Bankstown District Cricket Club
- Nickname: The Bulldogs

Team information
- City: Bankstown
- Colours: Blue White
- Founded: 1951
- Home ground: Bankstown Oval
- Capacity: 8,000

History
- 1st Grade wins: 7 (1959, 1988, 1994, 1995, 2000, 2007, 2016 )
- 1st Grade Limited–Overs Cup wins: 5 (1996, 1998, 2007, 2015, 2016)
- 2nd Grade wins: 5 (1958, 1961, 1962, 1975, 1998)
- 3rd Grade wins: 4 (1953, 1967, 1979, 1990)
- 4th Grade wins: 1 (1972)
- 5th Grade wins: 1 (1977)
- Poidevin–Gray Shield wins: 4 (1954, 1961, 1990, 2014)
- AW Green Shield wins: 11 (1963, 1965, 1966, 1970, 1983, 1989, 1991, 1999, 2000, 2014, 2015)
- Official website: Bankstown District Cricket Club

= Bankstown District Cricket Club =

Bankstown District Cricket Club is a cricket club based in Bankstown, New South Wales, Australia. Founded in 1951, the Bulldogs joined the Sydney Grade Cricket Competition in 1952.
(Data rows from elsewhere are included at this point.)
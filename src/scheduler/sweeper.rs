//! Background sweep: runner eviction and slot expiry on a fixed interval.
//!
//! Submissions and reports also sweep opportunistically; this loop covers
//! idle periods where nothing else would notice a dead runner.

use std::sync::Arc;
use std::time::Duration;

use tokio::task::JoinHandle;
use tokio_util::sync::CancellationToken;

use super::dispatcher::Dispatcher;

/// Spawn the sweeper. Returns a handle for shutdown.
pub fn spawn_sweeper(
    dispatcher: Arc<Dispatcher>,
    interval: Duration,
    shutdown: CancellationToken,
) -> JoinHandle<()> {
    tokio::spawn(async move {
        sweep_loop(&dispatcher, interval, shutdown).await;
    })
}

async fn sweep_loop(dispatcher: &Dispatcher, interval: Duration, shutdown: CancellationToken) {
    let mut ticker = tokio::time::interval(interval.max(Duration::from_millis(10)));
    ticker.set_missed_tick_behavior(tokio::time::MissedTickBehavior::Delay);
    loop {
        tokio::select! {
            biased;
            () = shutdown.cancelled() => {
                tracing::info!("sweeper: shutdown signal received");
                break;
            }
            _ = ticker.tick() => {
                let report = dispatcher.sweep();
                if !report.evicted_runners.is_empty() || report.expired_slots > 0 {
                    tracing::info!(
                        evicted = ?report.evicted_runners,
                        expired_slots = report.expired_slots,
                        failed = report.failed_requests,
                        placed = report.placed_from_queue,
                        "sweep",
                    );
                }
            }
        }
    }
}

#[cfg(test)]
mod tests {
    use super::*;
    use crate::registry::{RegistryConfig, RunnerReport};
    use crate::scheduler::DispatcherConfig;

    #[tokio::test]
    async fn evicts_silent_runner_and_stops_on_cancel() {
        let dispatcher = Arc::new(Dispatcher::new(DispatcherConfig {
            registry: RegistryConfig { runner_ttl: Duration::from_millis(30), ..Default::default() },
            ..Default::default()
        }));
        dispatcher.update_runner(RunnerReport::new("r1", 10));

        let shutdown = CancellationToken::new();
        let handle = spawn_sweeper(Arc::clone(&dispatcher), Duration::from_millis(10), shutdown.clone());
        tokio::time::sleep(Duration::from_millis(150)).await;
        assert_eq!(dispatcher.runner_count(), 0);

        shutdown.cancel();
        tokio::time::timeout(Duration::from_secs(1), handle).await.unwrap().unwrap();
    }
}
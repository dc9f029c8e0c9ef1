//! Caller-facing completion API.
//!
//! Binds the dispatcher to the response multiplexer: subscribe, submit,
//! then wait on the subscription. Callers are assumed authenticated by an
//! outer layer; only the owner identity is required here.

use std::sync::Arc;
use std::time::Duration;

use tokio_util::sync::CancellationToken;
use tracing::Instrument;

use crate::config::DispatchConfig;
use crate::error::DispatchError;
use crate::protocol::{ChatCompletionRequest, ChatCompletionResponse};
use crate::response::{CompletionStream, PendingResponse, ResponseMode, ResponseMultiplexer};
use crate::scheduler::{Dispatcher, InferenceRequest};
use crate::shutdown::ShutdownCoordinator;
use crate::telemetry::{RequestSpan, SpanExt};
use crate::transport::Transport;

/// Identity and cancellation scope of one caller request.
#[derive(Debug, Clone)]
pub struct CallContext {
    pub owner_id: String,
    pub session_id: String,
    pub interaction_id: String,
    /// Cancelled when the caller goes away.
    pub cancel: CancellationToken,
}

impl CallContext {
    pub fn new(owner_id: impl Into<String>) -> Self {
        Self {
            owner_id: owner_id.into(),
            session_id: String::new(),
            interaction_id: String::new(),
            cancel: CancellationToken::new(),
        }
    }

    pub fn with_session(mut self, session_id: impl Into<String>, interaction_id: impl Into<String>) -> Self {
        self.session_id = session_id.into();
        self.interaction_id = interaction_id.into();
        self
    }

    pub fn with_cancel(mut self, cancel: CancellationToken) -> Self {
        self.cancel = cancel;
        self
    }
}

/// `createCompletion` and `createCompletionStream`.
pub struct InferenceApi {
    dispatcher: Arc<Dispatcher>,
    mux: ResponseMultiplexer,
    shutdown: ShutdownCoordinator,
    config: Arc<DispatchConfig>,
}

impl InferenceApi {
    pub fn new(
        dispatcher: Arc<Dispatcher>,
        transport: Arc<dyn Transport>,
        shutdown: ShutdownCoordinator,
        config: Arc<DispatchConfig>,
    ) -> Self {
        Self { dispatcher, mux: ResponseMultiplexer::new(transport), shutdown, config }
    }

    /// How long a caller waits for a terminal message.
    pub fn response_timeout(&self) -> Duration {
        self.config.slot_ttl
    }

    /// Blocks until the runner's final response, an error, or the timeout.
    pub async fn create_completion(
        &self,
        ctx: &CallContext,
        request: ChatCompletionRequest,
    ) -> Result<ChatCompletionResponse, DispatchError> {
        let pending = self.start(ctx, request, ResponseMode::Unary).await?;
        let span = pending.span().clone();
        pending.wait_final().instrument(span).await
    }

    /// Returns once the request is submitted; chunks follow on the stream.
    pub async fn create_completion_stream(
        &self,
        ctx: &CallContext,
        request: ChatCompletionRequest,
    ) -> Result<CompletionStream, DispatchError> {
        let pending = self.start(ctx, request, ResponseMode::Stream).await?;
        Ok(pending.into_stream())
    }

    async fn start(
        &self,
        ctx: &CallContext,
        mut payload: ChatCompletionRequest,
        mode: ResponseMode,
    ) -> Result<PendingResponse, DispatchError> {
        let admission = self.shutdown.track().ok_or(DispatchError::ShuttingDown)?;
        if ctx.owner_id.is_empty() {
            return Err(DispatchError::InvalidRequest("owner id is required".into()));
        }
        if ctx.cancel.is_cancelled() {
            return Err(DispatchError::Cancelled);
        }

        payload.stream = mode == ResponseMode::Stream;
        let model = Some(payload.model.as_str()).filter(|m| !m.is_empty());
        let memory = self.config.model_footprint(model);
        let request = InferenceRequest::new(ctx.owner_id.clone(), payload, memory)
            .with_session(ctx.session_id.clone(), ctx.interaction_id.clone());
        let span = RequestSpan::new(
            &request.id.to_string(),
            &ctx.owner_id,
            request.model.as_deref().unwrap_or(""),
            request.stream,
        );

        // Subscribe before the request becomes visible to any runner.
        let channel = self.mux.open(&request.correlation()).await?;
        let submission = match self.dispatcher.submit(request) {
            Ok(submission) => submission,
            Err(err) => {
                span.record_result::<(), _>(&Err(&err));
                tracing::warn!(parent: &span, error = %err, "submission refused");
                return Err(err);
            }
        };
        tracing::debug!(parent: &span, placement = ?submission.placement, "submitted");

        let guard = self.dispatcher.guard(submission.request_id);
        Ok(PendingResponse::new(
            channel,
            mode,
            submission.failure,
            guard,
            ctx.cancel.clone(),
            self.config.slot_ttl,
        )
        .with_span(span)
        .with_admission(admission))
    }
}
The club's home ground is Bankstown Oval, and it has won 7 first grade premierships.

The club's most famous players include all four Waugh brothers (Steve, Mark, Dean and Danny), Jeff Thomson, Len Pascoe, Trevor Chappell, Corey Richards, Mark Stoneman and Aaron Bird.